- [Task to complete]
Look below. Copy each line that has "const" in it.

━━━ Supplied data ━━━

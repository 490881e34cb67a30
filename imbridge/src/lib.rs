//! Text-input and input-method bridge for Wayland compositors
//!
//! This crate links the text fields of Wayland clients to an input method,
//! usually an on-screen keyboard or an IME process. It implements the server
//! side of:
//!
//! - `zwp_text_input_v1`, `zwp_text_input_v2` and `zwp_text_input_v3`, spoken
//!   by text clients
//! - `zwp_input_method_v1` with `zwp_input_panel_v1`, and
//!   `zwp_input_method_v2`, spoken by the input method
//!
//! and translates between them: any text-input version works with either
//! input-method version.
//!
//! ## Usage
//!
//! All the state lives in a [`Core`], which must be reachable from the dispatch
//! state of the [`Backend`](imbridge_backend::server::Backend) through
//! [`AsMut<Core>`]. The compositor advertises the globals with
//! [`Core::register_globals`] and drives the bridge with the focus and
//! keyboard methods of [`Core`]:
//!
//! ```no_run
//! use imbridge::{Config, Core};
//! use imbridge_backend::server::{Backend, BackendConfig};
//!
//! let mut backend = Backend::new(BackendConfig::from_env());
//! let mut core = Core::new(Config::default());
//! core.register_globals(backend.handle());
//! // for each client: backend.insert_client(stream, data)
//! loop {
//!     backend.dispatch_all_clients(&mut core);
//!     // core.set_focused_surface(backend.handle(), surface) when focus changes
//! }
//! ```
//!
//! Placement of the input method panels, translation of surface coordinates
//! and delivery of the keys the input method sends are left to the compositor,
//! through the [`PanelPlacement`], [`SurfaceGeometry`] and [`KeyboardSink`]
//! traits.
//!
//! ## Logging
//!
//! Bridge state transitions and dropped messages are logged through the `log`
//! crate at the `debug` level, protocol errors at the `warn` level.

#![warn(missing_docs, missing_debug_implementations)]

use std::{collections::HashMap, fmt, os::unix::io::RawFd, sync::Arc};

use imbridge_backend::{
    protocol::{Interface, Message},
    server::{GlobalHandler, GlobalId, Handle, ObjectId},
};
use imbridge_protocols::{
    core::{WL_COMPOSITOR_INTERFACE, WL_OUTPUT_INTERFACE, WL_SEAT_INTERFACE},
    input_method::{
        v1::{ZWP_INPUT_METHOD_V1_INTERFACE, ZWP_INPUT_PANEL_V1_INTERFACE},
        v2::ZWP_INPUT_METHOD_MANAGER_V2_INTERFACE,
    },
    text_input::{
        v1::ZWP_TEXT_INPUT_MANAGER_V1_INTERFACE, v2::ZWP_TEXT_INPUT_MANAGER_V2_INTERFACE,
        v3::ZWP_TEXT_INPUT_MANAGER_V3_INTERFACE,
    },
    DispatchError,
};

mod arena;
mod bridge;
mod compositor;
mod config;
mod error;
mod input_method;
mod panel;
mod state;
mod text_input;

pub use arena::Key;
pub use bridge::{BridgeState, InputPanelState};
pub use compositor::{KeyboardSink, OutputRef, SurfaceGeometry, SurfaceRef};
pub use config::{Config, Keymap, RepeatInfo};
pub use error::{Error, InputMethodError, InputPanelError, SurroundingTextError, TextInputError};
pub use input_method::{
    grab::{KeyEvent, KeyRouting, KeyState, ModifiersState},
    InputMethod, InputMethodId, InputMethodVersion, Preedit, PreeditStyling, Reply,
};
pub use panel::{PanelHandle, PanelPlacement, PanelPosition, PanelRecord, PanelRole};
pub use state::{ChangeCause, ContentHints, ContentPurpose, Rect, StateChanges, TextInputState};
pub use text_input::{TextInput, TextInputId, TextInputLike, TextInputVersion};

use arena::Arena;
use bridge::Bridge;
use compositor::SurfaceState;
use panel::Panel;
use state::PurposeMapper;

/// `wl_display.error.invalid_method`
const INVALID_METHOD: u32 = 1;

/// The bridge: every text input, the input method, the panels, and the focus
///
/// Handlers of the bridge objects reach it through the dispatch state, which
/// must implement `AsMut<Core>`.
pub struct Core {
    pub(crate) config: Config,
    pub(crate) text_inputs: Arena<TextInput>,
    pub(crate) input_methods: Arena<InputMethod>,
    pub(crate) panels: Arena<Panel>,
    pub(crate) surfaces: HashMap<SurfaceRef, SurfaceState>,
    pub(crate) bridge: Bridge,
    pub(crate) purposes: PurposeMapper,
    pub(crate) placement: Box<dyn PanelPlacement>,
    pub(crate) geometry: Box<dyn SurfaceGeometry>,
    pub(crate) keyboard: Box<dyn KeyboardSink>,
    globals: Vec<GlobalId>,
    next_seq: u64,
}

impl fmt::Debug for Core {
    fn fmt(&self, f: &mut fmt::Formatter<'_>) -> fmt::Result {
        f.debug_struct("Core")
            .field("config", &self.config)
            .field("text_inputs", &self.text_inputs.len())
            .field("bridge", &self.bridge)
            .field("panels", &self.panels.len())
            .finish_non_exhaustive()
    }
}

impl AsMut<Core> for Core {
    fn as_mut(&mut self) -> &mut Core {
        self
    }
}

impl Core {
    /// A bridge with no clients, and collaborators that do nothing
    pub fn new(config: Config) -> Self {
        Self {
            config,
            text_inputs: Arena::new(),
            input_methods: Arena::new(),
            panels: Arena::new(),
            surfaces: HashMap::new(),
            bridge: Bridge::default(),
            purposes: PurposeMapper::default(),
            placement: Box::new(()),
            geometry: Box::new(()),
            keyboard: Box::new(()),
            globals: Vec::new(),
            next_seq: 0,
        }
    }

    /// Receive the panel records
    pub fn set_panel_placement(&mut self, placement: impl PanelPlacement + 'static) {
        self.placement = Box::new(placement);
    }

    /// Translate surface-local rectangles to global coordinates
    pub fn set_surface_geometry(&mut self, geometry: impl SurfaceGeometry + 'static) {
        self.geometry = Box::new(geometry);
    }

    /// Receive the keys the input method sends to the focused client
    pub fn set_keyboard_sink(&mut self, keyboard: impl KeyboardSink + 'static) {
        self.keyboard = Box::new(keyboard);
    }

    /// The settings the bridge was created with
    pub fn config(&self) -> &Config {
        &self.config
    }

    /// Globals created by [`register_globals`](Core::register_globals)
    pub fn globals(&self) -> &[GlobalId] {
        &self.globals
    }

    /// A text input, if it still exists
    pub fn text_input(&self, id: TextInputId) -> Option<&TextInput> {
        self.text_inputs.get(id)
    }

    /// All text inputs
    pub fn text_inputs(&self) -> impl Iterator<Item = (TextInputId, &TextInput)> {
        self.text_inputs.iter()
    }

    /// Advertise the globals enabled in the [`Config`]
    pub fn register_globals<D: AsMut<Core> + 'static>(&mut self, handle: &mut Handle<D>) {
        let mut globals = Vec::new();
        let mut add = |interface: &'static Interface,
                       version: Option<u32>,
                       handler: Arc<dyn GlobalHandler<D>>| {
            let Some(version) = version else { return };
            let version = version.clamp(1, interface.version);
            log::debug!("Advertising {} v{}", interface.name, version);
            globals.push(handle.create_global(interface, version, handler));
        };
        let config = &self.config;
        if config.core_globals {
            add(&WL_COMPOSITOR_INTERFACE, Some(1), Arc::new(compositor::CompositorGlobal));
            add(
                &WL_SEAT_INTERFACE,
                Some(WL_SEAT_INTERFACE.version),
                Arc::new(compositor::SeatGlobal { name: config.seat_name.clone() }),
            );
            add(&WL_OUTPUT_INTERFACE, Some(1), Arc::new(compositor::OutputGlobal));
        }
        add(
            &ZWP_TEXT_INPUT_MANAGER_V1_INTERFACE,
            config.text_input_v1,
            Arc::new(text_input::v1::ManagerGlobal),
        );
        add(
            &ZWP_TEXT_INPUT_MANAGER_V2_INTERFACE,
            config.text_input_v2,
            Arc::new(text_input::v2::ManagerGlobal),
        );
        add(
            &ZWP_TEXT_INPUT_MANAGER_V3_INTERFACE,
            config.text_input_v3,
            Arc::new(text_input::v3::ManagerGlobal),
        );
        add(
            &ZWP_INPUT_METHOD_V1_INTERFACE,
            config.input_method_v1,
            Arc::new(input_method::v1::InputMethodGlobal),
        );
        add(&ZWP_INPUT_PANEL_V1_INTERFACE, config.input_panel_v1, Arc::new(panel::InputPanelGlobal));
        add(
            &ZWP_INPUT_METHOD_MANAGER_V2_INTERFACE,
            config.input_method_v2,
            Arc::new(input_method::v2::ManagerGlobal),
        );
        self.globals.extend(globals);
    }

    pub(crate) fn next_seq(&mut self) -> u64 {
        self.next_seq += 1;
        self.next_seq
    }
}

/// Send an event, dropping it if its object is gone
pub(crate) fn post_event<D>(handle: &mut Handle<D>, msg: Message<ObjectId, RawFd>) {
    let _ = handle.send_event(msg);
}

/// A request did not match its description: disconnect the client
pub(crate) fn bad_message<D>(handle: &mut Handle<D>, err: DispatchError) {
    let DispatchError::BadMessage { sender_id, interface, opcode } = err;
    handle.post_error(
        sender_id,
        INVALID_METHOD,
        format!("invalid arguments for opcode {opcode} of {interface}"),
    );
}
//! Settings of the bridge

use std::{
    os::unix::io::{AsFd, BorrowedFd, OwnedFd},
    sync::Arc,
};

/// XKB keymap sent to keyboard grabs
#[derive(Debug, Clone)]
pub struct Keymap {
    fd: Arc<OwnedFd>,
    size: u32,
}

impl Keymap {
    /// A keymap stored in `fd`, a file of `size` bytes in the `xkb_v1` format
    pub fn new(fd: OwnedFd, size: u32) -> Self {
        Self { fd: Arc::new(fd), size }
    }

    /// The file holding the keymap
    pub fn fd(&self) -> BorrowedFd<'_> {
        self.fd.as_fd()
    }

    /// Size of the keymap in bytes
    pub fn size(&self) -> u32 {
        self.size
    }
}

/// Key repetition sent to keyboard grabs
#[derive(Debug, Clone, Copy, PartialEq, Eq)]
pub struct RepeatInfo {
    /// characters per second, 0 disables repetition
    pub rate: i32,
    /// milliseconds before repetition starts
    pub delay: i32,
}

impl Default for RepeatInfo {
    fn default() -> Self {
        Self { rate: 25, delay: 600 }
    }
}

/// Which globals the bridge advertises, and the data it hands to input methods
///
/// Versions are clamped to what the bridge implements. `None` leaves a global
/// out.
///
/// ```
/// use imbridge::Config;
///
/// let config = Config::default().text_input_v1(None).seat_name("seat1");
/// ```
#[derive(Debug, Clone)]
pub struct Config {
    pub(crate) text_input_v1: Option<u32>,
    pub(crate) text_input_v2: Option<u32>,
    pub(crate) text_input_v3: Option<u32>,
    pub(crate) input_method_v1: Option<u32>,
    pub(crate) input_panel_v1: Option<u32>,
    pub(crate) input_method_v2: Option<u32>,
    pub(crate) core_globals: bool,
    pub(crate) seat_name: String,
    pub(crate) keymap: Option<Keymap>,
    pub(crate) repeat_info: RepeatInfo,
}

impl Default for Config {
    fn default() -> Self {
        Self {
            text_input_v1: Some(1),
            text_input_v2: Some(1),
            text_input_v3: Some(1),
            input_method_v1: Some(1),
            input_panel_v1: Some(1),
            input_method_v2: Some(1),
            core_globals: true,
            seat_name: "seat0".into(),
            keymap: None,
            repeat_info: RepeatInfo::default(),
        }
    }
}

impl Config {
    /// Version of `zwp_text_input_manager_v1`
    pub fn text_input_v1(mut self, version: Option<u32>) -> Self {
        self.text_input_v1 = version;
        self
    }

    /// Version of `zwp_text_input_manager_v2`
    pub fn text_input_v2(mut self, version: Option<u32>) -> Self {
        self.text_input_v2 = version;
        self
    }

    /// Version of `zwp_text_input_manager_v3`
    pub fn text_input_v3(mut self, version: Option<u32>) -> Self {
        self.text_input_v3 = version;
        self
    }

    /// Version of `zwp_input_method_v1`
    pub fn input_method_v1(mut self, version: Option<u32>) -> Self {
        self.input_method_v1 = version;
        self
    }

    /// Version of `zwp_input_panel_v1`
    pub fn input_panel_v1(mut self, version: Option<u32>) -> Self {
        self.input_panel_v1 = version;
        self
    }

    /// Version of `zwp_input_method_manager_v2`
    pub fn input_method_v2(mut self, version: Option<u32>) -> Self {
        self.input_method_v2 = version;
        self
    }

    /// Whether to advertise `wl_compositor`, `wl_seat` and `wl_output`.
    ///
    /// Turn this off when the compositor provides them itself.
    pub fn core_globals(mut self, enabled: bool) -> Self {
        self.core_globals = enabled;
        self
    }

    /// Name sent in `wl_seat.name`
    pub fn seat_name(mut self, name: impl Into<String>) -> Self {
        self.seat_name = name.into();
        self
    }

    /// Keymap sent to keyboard grabs
    pub fn keymap(mut self, keymap: Keymap) -> Self {
        self.keymap = Some(keymap);
        self
    }

    /// Key repetition sent to keyboard grabs
    pub fn repeat_info(mut self, rate: i32, delay: i32) -> Self {
        self.repeat_info = RepeatInfo { rate, delay };
        self
    }
}

#[cfg(test)]
mod tests {
    use super::*;

    #[test]
    fn builders_override_defaults() {
        let config = Config::default()
            .text_input_v2(None)
            .input_method_v2(Some(3))
            .repeat_info(40, 200)
            .core_globals(false);
        assert_eq!(config.text_input_v1, Some(1));
        assert_eq!(config.text_input_v2, None);
        assert_eq!(config.input_method_v2, Some(3));
        assert_eq!(config.repeat_info, RepeatInfo { rate: 40, delay: 200 });
        assert!(!config.core_globals);
        assert_eq!(config.seat_name, "seat0");
    }
}
//! Per-connection table of protocol objects

use crate::protocol::Interface;

use std::cmp::Ordering;

/// Ids at or above this value are allocated by the server
pub const SERVER_ID_LIMIT: u32 = 0xFF00_0000;

/// A protocol object as stored in the table
#[derive(Debug, Clone)]
pub struct Object<Data> {
    /// Interface of the object
    pub interface: &'static Interface,
    /// Version negotiated when the object was created
    pub version: u32,
    /// Backend bookkeeping attached to the object
    pub data: Data,
}

/// Id to object table of one client connection
///
/// Client-allocated ids start at 1 and must be allocated densely, server-allocated
/// ids start at [`SERVER_ID_LIMIT`].
#[derive(Debug, Default)]
pub struct ObjectMap<Data> {
    client_objects: Vec<Option<Object<Data>>>,
    server_objects: Vec<Option<Object<Data>>>,
}

impl<Data: Clone> ObjectMap<Data> {
    /// An empty table
    pub fn new() -> Self {
        Self { client_objects: Vec::new(), server_objects: Vec::new() }
    }

    fn slot(&self, id: u32) -> Option<&Option<Object<Data>>> {
        match id {
            0 => None,
            id if id >= SERVER_ID_LIMIT => self.server_objects.get((id - SERVER_ID_LIMIT) as usize),
            id => self.client_objects.get((id - 1) as usize),
        }
    }

    fn slot_mut(&mut self, id: u32) -> Option<&mut Option<Object<Data>>> {
        match id {
            0 => None,
            id if id >= SERVER_ID_LIMIT => {
                self.server_objects.get_mut((id - SERVER_ID_LIMIT) as usize)
            }
            id => self.client_objects.get_mut((id - 1) as usize),
        }
    }

    /// Look up an object
    pub fn find(&self, id: u32) -> Option<Object<Data>> {
        self.slot(id).and_then(Clone::clone)
    }

    /// Free an id, no-op if it is not in use
    pub fn remove(&mut self, id: u32) {
        if let Some(place) = self.slot_mut(id) {
            *place = None;
        }
    }

    /// Store an object under an id chosen by the peer
    ///
    /// Fails if the id is already in use or skips over unused ids, both of
    /// which are protocol errors.
    pub fn insert_at(&mut self, id: u32, object: Object<Data>) -> Result<(), ()> {
        match id {
            0 => Err(()),
            id if id >= SERVER_ID_LIMIT => {
                insert_in_at(&mut self.server_objects, (id - SERVER_ID_LIMIT) as usize, object)
            }
            id => insert_in_at(&mut self.client_objects, (id - 1) as usize, object),
        }
    }

    /// Store an object under a fresh server-side id
    pub fn server_insert_new(&mut self, object: Object<Data>) -> u32 {
        let idx = match self.server_objects.iter().position(Option::is_none) {
            Some(idx) => {
                self.server_objects[idx] = Some(object);
                idx
            }
            None => {
                self.server_objects.push(Some(object));
                self.server_objects.len() - 1
            }
        };
        idx as u32 + SERVER_ID_LIMIT
    }

    /// Run a closure on a stored object
    pub fn with<T, F: FnOnce(&mut Object<Data>) -> T>(&mut self, id: u32, f: F) -> Result<T, ()> {
        match self.slot_mut(id) {
            Some(Some(obj)) => Ok(f(obj)),
            _ => Err(()),
        }
    }

    /// Iterate over all live ids, client ids first
    pub fn all_objects(&self) -> impl Iterator<Item = (u32, &Object<Data>)> {
        let client_side = self
            .client_objects
            .iter()
            .enumerate()
            .filter_map(|(idx, obj)| obj.as_ref().map(|obj| (idx as u32 + 1, obj)));
        let server_side = self
            .server_objects
            .iter()
            .enumerate()
            .filter_map(|(idx, obj)| obj.as_ref().map(|obj| (idx as u32 + SERVER_ID_LIMIT, obj)));
        client_side.chain(server_side)
    }
}

fn insert_in_at<Data>(
    store: &mut Vec<Option<Object<Data>>>,
    idx: usize,
    object: Object<Data>,
) -> Result<(), ()> {
    match idx.cmp(&store.len()) {
        Ordering::Greater => Err(()),
        Ordering::Equal => {
            store.push(Some(object));
            Ok(())
        }
        Ordering::Less if store[idx].is_some() => Err(()),
        Ordering::Less => {
            store[idx] = Some(object);
            Ok(())
        }
    }
}

#[cfg(test)]
mod tests {
    use super::*;
    use crate::protocol::ANONYMOUS_INTERFACE;

    fn obj(data: u32) -> Object<u32> {
        Object { interface: &ANONYMOUS_INTERFACE, version: 1, data }
    }

    #[test]
    fn client_ids_must_be_dense() {
        let mut map = ObjectMap::new();
        assert!(map.insert_at(1, obj(1)).is_ok());
        assert!(map.insert_at(3, obj(3)).is_err());
        assert!(map.insert_at(1, obj(2)).is_err());
        assert!(map.insert_at(2, obj(2)).is_ok());
        map.remove(1);
        assert!(map.find(1).is_none());
        assert!(map.insert_at(1, obj(4)).is_ok());
        assert_eq!(map.find(1).map(|o| o.data), Some(4));
    }

    #[test]
    fn server_ids_are_reused() {
        let mut map = ObjectMap::new();
        let a = map.server_insert_new(obj(1));
        let b = map.server_insert_new(obj(2));
        assert_eq!(a, SERVER_ID_LIMIT);
        assert_eq!(b, SERVER_ID_LIMIT + 1);
        map.remove(a);
        assert_eq!(map.server_insert_new(obj(3)), a);
        assert_eq!(map.all_objects().count(), 2);
        assert_eq!(map.with(b, |o| o.data), Ok(2));
        assert!(map.with(0, |o| o.data).is_err());
    }
}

━━━

- [Response]
const INVALID_METHOD: u32 = 1;
pub const SERVER_ID_LIMIT: u32 = 0xFF00_0000;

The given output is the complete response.